An Take-Away-Ständen von Weihnachtsmärkten wird bei Kartenzahlung die Option Trinkgeld forciert, in den Augen vieler auch regelrecht aufgezwungen. So mancher fühlt sich unter dem prüfenden Blick des Verkaufspersonals schon fast verpflichtet, den Betrag aufzupeppen.
So auch im Zürcher Weihnachtsdorf auf dem Sechseläutenplatz: Wer dort an der Bar oder Imbissbude bezahlt, wird aufgefordert, über Trinkgeld nachzudenken. Fünf, zehn oder 15 Prozent Trinkgeld kann man auf dem Zahlterminal auswählen. Daran scheiden sich die Geister.
Von schrecklich bis verständnisvoll
Es sei wirklich schrecklich, sagt eine Frau am Zürcher Weihnachtsmarkt gegenüber 10 vor 10. Eigentlich gebe sie ihr eigenes Geld gerne, wenn sie denn wolle. «Aber hier fühle ich mich unter Druck gesetzt.» Eine andere zeigt sich verständnisvoller. Es sei wichtig, dass man das Personal unterstütze. Schliesslich sei es bei so vielen Leuten ja nicht immer einfach – und man verdiene am Trinkgeld.
Trinkgeld am Tresen ist für den Zürcher Gastrounternehmer Michel Péclard in seinen Selbstbedienungs-Lokalen keine Option.
Dann müsste jede Person an der Migros- oder Coop-Kasse ja auch nach Trinkgeld fragen können.
Trinkgeld sei für die Arbeit da, für den Kellner, so Péclard. Trinkgeld an einem Take-Away-Stand sei für ihn nicht okay. «Dann müsste jede Person an der Migros- oder Coop-Kasse auch nach Trinkgeld fragen können», so Péclard. Das sei dann ja das Gleiche.

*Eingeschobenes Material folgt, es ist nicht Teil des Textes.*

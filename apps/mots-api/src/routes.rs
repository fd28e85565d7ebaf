use axum::{
	Json, Router,
	extract::{Path, Query, State},
	http::StatusCode,
	response::{IntoResponse, Response},
	routing::{get, post},
};
use serde::{Deserialize, Serialize};
use uuid::Uuid;

use crate::state::AppState;
use mots_domain::{Language, WordType};
use mots_service::{
	ByLanguagesRequest, ByTypeRequest, ClearWordsRequest, ClearWordsResponse, CountRequest,
	CountResponse, CreateWordRequest, DeleteWordRequest, DeleteWordResponse, ImportRequest,
	ImportResponse, MyWordsRequest, PairsRequest, PairsResponse, SearchRequest, SettingsRequest,
	SettingsResponse, UpdateWordRequest, WordFetchRequest, WordItem, WordsResponse,
};

pub fn router(state: AppState) -> Router {
	Router::new()
		.route("/health", get(health))
		.route("/v1/words", get(by_languages).post(create_word).delete(clear_words))
		.route("/v1/words/search", get(search))
		.route("/v1/words/by-type", get(by_type))
		.route("/v1/words/count-by-languages", get(count_by_languages))
		.route("/v1/words/language-pairs", get(language_pairs))
		.route("/v1/words/mine", get(my_words))
		.route("/v1/words/import", post(import_words))
		.route("/v1/words/{uuid}", get(word_by_uuid).put(update_word).delete(delete_word))
		.route("/v1/settings", get(get_settings))
		.route("/v1/settings/toggle-public-words", post(toggle_public_words))
		.route("/v1/settings/toggle-show-others-words", post(toggle_show_others_words))
		.route("/v1/settings/reset", post(reset_settings))
		.with_state(state)
}

async fn health() -> StatusCode {
	StatusCode::OK
}

#[derive(Debug, Deserialize)]
struct SearchQuery {
	q: String,
	viewer: Option<Uuid>,
}

async fn search(
	State(state): State<AppState>,
	Query(query): Query<SearchQuery>,
) -> Result<Json<WordsResponse>, ApiError> {
	let response =
		state.service.search_words(SearchRequest { viewer: query.viewer, query: query.q }).await?;

	Ok(Json(response))
}

#[derive(Debug, Deserialize)]
struct LanguagesQuery {
	viewer: Option<Uuid>,
	source_language: Language,
	target_language: Language,
}

async fn by_languages(
	State(state): State<AppState>,
	Query(query): Query<LanguagesQuery>,
) -> Result<Json<WordsResponse>, ApiError> {
	let response = state
		.service
		.get_by_languages(ByLanguagesRequest {
			viewer: query.viewer,
			source_language: query.source_language,
			target_language: query.target_language,
		})
		.await?;

	Ok(Json(response))
}

#[derive(Debug, Deserialize)]
struct TypeQuery {
	viewer: Option<Uuid>,
	#[serde(rename = "type")]
	word_type: WordType,
	source_language: Language,
	target_language: Language,
}

async fn by_type(
	State(state): State<AppState>,
	Query(query): Query<TypeQuery>,
) -> Result<Json<WordsResponse>, ApiError> {
	let response = state
		.service
		.get_by_type(ByTypeRequest {
			viewer: query.viewer,
			word_type: query.word_type,
			source_language: query.source_language,
			target_language: query.target_language,
		})
		.await?;

	Ok(Json(response))
}

async fn count_by_languages(
	State(state): State<AppState>,
	Query(query): Query<LanguagesQuery>,
) -> Result<Json<CountResponse>, ApiError> {
	let response = state
		.service
		.count_by_languages(CountRequest {
			viewer: query.viewer,
			source_language: query.source_language,
			target_language: query.target_language,
		})
		.await?;

	Ok(Json(response))
}

#[derive(Debug, Deserialize)]
struct ViewerQuery {
	viewer: Uuid,
}

async fn language_pairs(
	State(state): State<AppState>,
	Query(query): Query<ViewerQuery>,
) -> Result<Json<PairsResponse>, ApiError> {
	let response = state.service.language_pairs(PairsRequest { viewer: query.viewer }).await?;

	Ok(Json(response))
}

#[derive(Debug, Deserialize)]
struct OwnerQuery {
	owner: Uuid,
}

async fn my_words(
	State(state): State<AppState>,
	Query(query): Query<OwnerQuery>,
) -> Result<Json<WordsResponse>, ApiError> {
	let response = state.service.my_words(MyWordsRequest { owner_id: query.owner }).await?;

	Ok(Json(response))
}

async fn word_by_uuid(
	State(state): State<AppState>,
	Path(uuid): Path<Uuid>,
	Query(query): Query<OwnerQuery>,
) -> Result<Json<WordItem>, ApiError> {
	let response =
		state.service.word_by_uuid(WordFetchRequest { owner_id: query.owner, uuid }).await?;

	Ok(Json(response))
}

async fn create_word(
	State(state): State<AppState>,
	Json(payload): Json<CreateWordRequest>,
) -> Result<(StatusCode, Json<WordItem>), ApiError> {
	let response = state.service.create_word(payload).await?;

	Ok((StatusCode::CREATED, Json(response)))
}

async fn import_words(
	State(state): State<AppState>,
	Json(payload): Json<ImportRequest>,
) -> Result<Json<ImportResponse>, ApiError> {
	let response = state.service.import_words(payload).await?;

	Ok(Json(response))
}

#[derive(Debug, Deserialize)]
struct UpdateBody {
	owner_id: Uuid,
	source_language: Option<Language>,
	target_language: Option<Language>,
	word_type: Option<WordType>,
	source_word: Option<String>,
	translation_word: Option<String>,
}

async fn update_word(
	State(state): State<AppState>,
	Path(uuid): Path<Uuid>,
	Json(body): Json<UpdateBody>,
) -> Result<Json<WordItem>, ApiError> {
	let response = state
		.service
		.update_word(UpdateWordRequest {
			owner_id: body.owner_id,
			uuid,
			source_language: body.source_language,
			target_language: body.target_language,
			word_type: body.word_type,
			source_word: body.source_word,
			translation_word: body.translation_word,
		})
		.await?;

	Ok(Json(response))
}

async fn delete_word(
	State(state): State<AppState>,
	Path(uuid): Path<Uuid>,
	Query(query): Query<OwnerQuery>,
) -> Result<Json<DeleteWordResponse>, ApiError> {
	let response =
		state.service.delete_word(DeleteWordRequest { owner_id: query.owner, uuid }).await?;

	Ok(Json(response))
}

async fn clear_words(
	State(state): State<AppState>,
	Query(query): Query<OwnerQuery>,
) -> Result<Json<ClearWordsResponse>, ApiError> {
	let response = state.service.clear_words(ClearWordsRequest { owner_id: query.owner }).await?;

	Ok(Json(response))
}

#[derive(Debug, Deserialize)]
struct UserQuery {
	user: Uuid,
}

async fn get_settings(
	State(state): State<AppState>,
	Query(query): Query<UserQuery>,
) -> Result<Json<SettingsResponse>, ApiError> {
	let response = state.service.get_settings(SettingsRequest { user_id: query.user }).await?;

	Ok(Json(response))
}

async fn toggle_public_words(
	State(state): State<AppState>,
	Query(query): Query<UserQuery>,
) -> Result<Json<SettingsResponse>, ApiError> {
	let response =
		state.service.toggle_public_words(SettingsRequest { user_id: query.user }).await?;

	Ok(Json(response))
}

async fn toggle_show_others_words(
	State(state): State<AppState>,
	Query(query): Query<UserQuery>,
) -> Result<Json<SettingsResponse>, ApiError> {
	let response =
		state.service.toggle_show_others_words(SettingsRequest { user_id: query.user }).await?;

	Ok(Json(response))
}

async fn reset_settings(
	State(state): State<AppState>,
	Query(query): Query<UserQuery>,
) -> Result<Json<SettingsResponse>, ApiError> {
	let response = state.service.reset_settings(SettingsRequest { user_id: query.user }).await?;

	Ok(Json(response))
}

#[derive(Debug, Serialize)]
struct ErrorBody {
	error_code: String,
	message: String,
}

#[derive(Debug)]
pub struct ApiError {
	status: StatusCode,
	error_code: String,
	message: String,
}
impl ApiError {
	fn new(status: StatusCode, error_code: impl Into<String>, message: impl Into<String>) -> Self {
		Self { status, error_code: error_code.into(), message: message.into() }
	}
}

impl From<mots_service::Error> for ApiError {
	fn from(err: mots_service::Error) -> Self {
		use mots_service::Error;

		match err {
			Error::InvalidRequest { message } =>
				Self::new(StatusCode::BAD_REQUEST, "invalid_request", message),
			Error::NotFound { message } => Self::new(StatusCode::NOT_FOUND, "not_found", message),
			Error::Conflict { message } => Self::new(StatusCode::CONFLICT, "conflict", message),
			Error::Storage { message } => {
				tracing::error!(%message, "Storage failure.");

				Self::new(
					StatusCode::INTERNAL_SERVER_ERROR,
					"storage_error",
					"Internal storage failure.",
				)
			},
		}
	}
}

impl IntoResponse for ApiError {
	fn into_response(self) -> Response {
		let body = ErrorBody { error_code: self.error_code, message: self.message };

		(self.status, Json(body)).into_response()
	}
}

Trinkgeld werde unter den Mitarbeitenden verteilt
Trinkgeld elektronisch einzunehmen, erleichtere die Abrechnung, sagt Katja Weber, Co-Initiatorin des Zürcher Weihnachtsdorfs. Das Trinkgeld werde unter den 400 Mitarbeitenden verteilt. Trinkgeld am Tresen ist für sie gerechtfertigte Wertschätzung fürs Personal.
Uns ist wichtig, dass die Mitarbeitenden [Trinkgeld] nicht forcieren – und das machen sie auch nicht.
Mit Trinkgeld könne man bewusst zeigen, dass man eine besonders schöne Erfahrung gemacht habe, so Weber, oder eben, dass es keine so gute Erfahrung war. Man habe die Wahl, Trinkgeld zu geben oder nicht. «Uns ist wichtig, dass die Mitarbeitenden es nicht forcieren – und das machen sie auch nicht», sagt Weber.
Zu hohe Vorschläge
Trinkgeld-Vorschläge von 15 Prozent oder 20 Prozent seien für die meisten Schweizer zu hoch, sagt hingegen Marcel Stadelmann, Verhaltensökonom der ZHAW. Mit Trinkgeldvorschlägen könne man die Kundschaft ein Stück weit steuern. «Aber je aggressiver sie werden, desto eher kippt die Stimmung und Gäste sind verärgert», so Stadelmann.
Die Kundschaft gebe anfangs wohl noch eher Trinkgeld, aber je mehr Menschen die Situation reflektieren würden, desto weniger würden sie sich am Tresen austricksen lassen.